The second reason this sermon is difficult is because Jesus is calling us out of the second and third groups and into the first.
This means He wants to move us from a place of “just muddling through” to perfection.
IV.
Now, that move is impossible to make on your own. Christ alone embodies this third group perfectly. In fact, He’s in a category by Himself.
He alone truly deserves to be called “blessed” and “faithful.”
But that’s why we are called Christians. We put on Christ. We bear His name and set aside all other names, and the guilt that attaches to those names, including our own name, and our own guilt.4
V.
There are three stages to putting on Christ.
The first is conversion.
Conversion happens when we finally decide we are sick of living our lives in the first group, with the serpents and sinners, or when we find ourselves exhausted by the pretense of living in the second group, of convincing ourselves and the world around us that we are muddling through, that we are, in fact, “making it.”
That’s conversion. Another word for it is repentance, which is to stop walking in the direction you are going, turn around, and start walking towards someplace better.
How many of you have made this choice?
Actually, it’s not one single choice, but a whole series of them. Making the choice to change again and again leads to the second stage of putting on Christ.
The second stage is called sanctification. This is the process of becoming holy. This is the process of learning to love God and His commandments.
The primary school for this is the church, where the law is taught, and God is worshipped.
The secondary school is the world, where we rub shoulders with each other and learn to live and love, even the ones who hate us.
It’s hard to do this if you do not see yourself, at least on some level, as deserving of judgement. People may be judging you unfairly in the moment, but one thing is for certain, you are not innocent. Admitting this means you can’t skip the first step, repentance and conversion.

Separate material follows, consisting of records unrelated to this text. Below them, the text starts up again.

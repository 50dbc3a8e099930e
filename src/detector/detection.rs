//! Detector output records

use serde::Deserialize;

/// Axis-aligned box in tile-local pixel coordinates
#[derive(Debug, Clone, Copy, PartialEq, Deserialize)]
pub struct BoundingBox {
    pub x1: f64,
    pub y1: f64,
    pub x2: f64,
    pub y2: f64,
}

impl BoundingBox {
    pub fn new(x1: f64, y1: f64, x2: f64, y2: f64) -> Self {
        BoundingBox { x1, y1, x2, y2 }
    }

    /// Box centre, `((x1 + x2) / 2, (y1 + y2) / 2)`
    pub fn center(&self) -> (f64, f64) {
        ((self.x1 + self.x2) / 2.0, (self.y1 + self.y2) / 2.0)
    }

    /// Area, zero for inverted or degenerate boxes
    pub fn area(&self) -> f64 {
        (self.x2 - self.x1).max(0.0) * (self.y2 - self.y1).max(0.0)
    }

    /// Intersection over union with another box
    pub fn iou(&self, other: &BoundingBox) -> f64 {
        let width = (self.x2.min(other.x2) - self.x1.max(other.x1)).max(0.0);
        let height = (self.y2.min(other.y2) - self.y1.max(other.y1)).max(0.0);
        let intersection = width * height;
        let union = self.area() + other.area() - intersection;

        if union <= 0.0 { 0.0 } else { intersection / union }
    }

    pub fn is_finite(&self) -> bool {
        self.x1.is_finite() && self.y1.is_finite() && self.x2.is_finite() && self.y2.is_finite()
    }
}

/// One detected object
#[derive(Debug, Clone, Copy, PartialEq)]
pub struct Detection {
    pub bbox: BoundingBox,
    pub confidence: f64,
}

impl Detection {
    pub fn new(x1: f64, y1: f64, x2: f64, y2: f64, confidence: f64) -> Self {
        Detection { bbox: BoundingBox::new(x1, y1, x2, y2), confidence }
    }
}

/// Thresholds passed to the detector on every call
#[derive(Debug, Clone, Copy, PartialEq)]
pub struct DetectionParams {
    /// Boxes scoring at or below this are discarded
    pub confidence: f64,
    /// Overlap above which the weaker of two boxes is suppressed
    pub iou: f64,
}

impl Default for DetectionParams {
    fn default() -> Self {
        DetectionParams { confidence: 0.05, iou: 0.1 }
    }
}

The third stage is glorification. This is the promise that we will one day be like Jesus.5 We can catch glimpses of this in ourselves and in others during this earthly life, though we should always remember that Nature is God’s “first sketch.”6
Jesus says:
“Heaven and earth shall pass away, but my words shall not pass away.”7
That is why the law remains so important. It is God’s word. That is why Jesus took such pains to explain it to us, hoping that we would want to live by it.
In this life the law calls us to holiness and reminds us that we are not there yet.
In the next life, God’s law will be so much the habit of our hearts that the only word for it will be grace. Amen.
Preached on February 12, 2023 at St. Peter’s Lithgow, Millbrook, New York.
Epiphany 6, Year A
Deuteronomy 30:15-20; 1 Corinthians 3:1-9; Matthew 5:21-37
See: Rev. 2:17, “He that hath an ear, let him hear what the Spirit saith unto the churches; To him that overcometh will I give to eat of the hidden manna, and will give him a white stone, and in the stone a new name written, which no man knoweth saving he that receiveth it.”
See: C. S. Lewis, “The Weight of Glory,” (1941), 7.